In recent years, the quest for sustainable materials has led researchers to explore innovative solutions. Now a ground-breaking discovery in this arena has emerged: a newly developed polymer that is both biodegradable and edible—all made possible by nanotechnology.

Today, the world is filled with billions of tons of plastic, yet currently, only a small portion (less than one-fifth) of plastic produced is biodegradable and even then, the process is complex and time-consuming.

As global awareness of plastic pollution intensifies, the need to find compostable polymers which can easily break down in nature without leaving harmful toxins becomes ever more urgent.

At present, numerous industries are embracing composite plastics with enthusiasm. These materials are created by combining two or more pure substances and offer a range of advantageous attributes, such as being lightweight yet remaining strong. As a result, they are being utilized to produce essential components for manufacturing in the aerospace and automotive sectors, as well as consumer goods and construction.

Now, in an effort to develop a composite plastic that satisfies both industrial requirements and environmental standards, researchers from the Weizmann Institute of Science have been studying materials which are both cheap and abundant hoping to develop and enhance them for use as a compostable industrial feedstock.

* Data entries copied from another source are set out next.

//! Value Objects for domain models.
//!
//! Value Objects are immutable objects that represent values in the domain.
//! They are compared by their value, not by identity.

use serde::{Deserialize, Serialize};
use std::fmt;

use super::error::ValueObjectError;

/// Maximum number of characters accepted in a single chat message.
pub const MESSAGE_TEXT_MAX_CHARS: usize = 10_000;

/// Maximum number of characters accepted in a display name.
pub const USERNAME_MAX_CHARS: usize = 100;

/// Stable user identifier issued by the credential authority.
#[derive(Debug, Clone, Copy, PartialEq, Eq, Hash, Serialize, Deserialize)]
#[serde(transparent)]
pub struct UserId(i64);

impl UserId {
    pub fn new(value: i64) -> Self {
        Self(value)
    }

    pub fn value(&self) -> i64 {
        self.0
    }
}

impl fmt::Display for UserId {
    fn fmt(&self, f: &mut fmt::Formatter<'_>) -> fmt::Result {
        write!(f, "{}", self.0)
    }
}

/// Display name of a message author.
#[derive(Debug, Clone, PartialEq, Eq, Hash, Serialize, Deserialize)]
#[serde(transparent)]
pub struct Username(String);

impl Username {
    /// Create a new Username.
    ///
    /// # Arguments
    ///
    /// * `name` - The display name
    ///
    /// # Returns
    ///
    /// A Result containing the Username or an error if validation fails
    pub fn new(name: String) -> Result<Self, ValueObjectError> {
        if name.trim().is_empty() {
            return Err(ValueObjectError::UsernameEmpty);
        }
        let len = name.chars().count();
        if len > USERNAME_MAX_CHARS {
            return Err(ValueObjectError::UsernameTooLong {
                max: USERNAME_MAX_CHARS,
                actual: len,
            });
        }
        Ok(Self(name))
    }

    /// Get the inner string value.
    pub fn as_str(&self) -> &str {
        &self.0
    }
}

impl TryFrom<String> for Username {
    type Error = ValueObjectError;

    fn try_from(value: String) -> Result<Self, Self::Error> {
        Self::new(value)
    }
}

impl fmt::Display for Username {
    fn fmt(&self, f: &mut fmt::Formatter<'_>) -> fmt::Result {
        write!(f, "{}", self.0)
    }
}

/// Identifier assigned to a chat message by the persistence layer.
#[derive(Debug, Clone, Copy, PartialEq, Eq, Hash, PartialOrd, Ord, Serialize, Deserialize)]
#[serde(transparent)]
pub struct MessageId(i64);

impl MessageId {
    pub fn new(value: i64) -> Self {
        Self(value)
    }

    pub fn value(&self) -> i64 {
        self.0
    }
}

impl fmt::Display for MessageId {
    fn fmt(&self, f: &mut fmt::Formatter<'_>) -> fmt::Result {
        write!(f, "{}", self.0)
    }
}

/// Body of a chat message.
///
/// Never blank: a body made only of whitespace is rejected. The text is kept
/// exactly as sent, surrounding whitespace included.
#[derive(Debug, Clone, PartialEq, Eq, Serialize, Deserialize)]
#[serde(transparent)]
pub struct MessageText(String);

impl MessageText {
    /// Create a new MessageText.
    ///
    /// # Arguments
    ///
    /// * `text` - The message body as received
    ///
    /// # Returns
    ///
    /// A Result containing the MessageText or an error if validation fails
    pub fn new(text: String) -> Result<Self, ValueObjectError> {
        if text.trim().is_empty() {
            return Err(ValueObjectError::MessageTextEmpty);
        }
        let len = text.chars().count();
        if len > MESSAGE_TEXT_MAX_CHARS {
            return Err(ValueObjectError::MessageTextTooLong {
                max: MESSAGE_TEXT_MAX_CHARS,
                actual: len,
            });
        }
        Ok(Self(text))
    }

    /// Get the inner string value.
    pub fn as_str(&self) -> &str {
        &self.0
    }

    /// Convert to owned String.
    pub fn into_string(self) -> String {
        self.0
    }
}

impl TryFrom<String> for MessageText {
    type Error = ValueObjectError;

    fn try_from(value: String) -> Result<Self, Self::Error> {
        Self::new(value)
    }
}

impl fmt::Display for MessageText {
    fn fmt(&self, f: &mut fmt::Formatter<'_>) -> fmt::Result {
        write!(f, "{}", self.0)
    }
}

/// Verified identity of the user behind a message.
///
/// Produced by a [`CredentialVerifier`](super::CredentialVerifier) or by the
/// HTTP bearer extractor; never assembled from untyped request data.
#[derive(Debug, Clone, PartialEq, Eq, Serialize, Deserialize)]
pub struct Author {
    pub user_id: UserId,
    pub username: Username,
}

impl Author {
    pub fn new(user_id: UserId, username: Username) -> Self {
        Self { user_id, username }
    }
}
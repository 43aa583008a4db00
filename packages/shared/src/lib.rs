//! Shared utilities for Agora.

pub mod logger;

This led the team to analyse tyrosine, a commonly found amino acid known for creating robust nanocrystals, as a viable ingredient for a biodegradable composite plastic. After evaluating tyrosine's compatibility with various polymers, they ultimately selected hydroxyethyl cellulose – a derivative of cellulose widely used in the production of pharmaceuticals and beauty products.

According to a recent publication in ACS Nano, the team have now made a breakthrough by creating a cost-effective and environmentally-friendly composite plastica biodegradable polymer produced with crystals from a biological substance. It is an innovative material which is turning heads in both the scientific and polymer manufacturing communities due to its low-cost industrial feedstock, exceptional strength, and ease of preparation.

As the study states, the team has, “fabricated a biodegradable composite material based on hydroxyethyl cellulose polymer and tyrosine nanocrystals, which demonstrates enhanced strength and ductility (typically mutually excluding properties), superior to most biodegradable plastics. This emergent behavior results from an assembly pattern that leads to a uniform nanoscale morphology and strong interactions between the components.”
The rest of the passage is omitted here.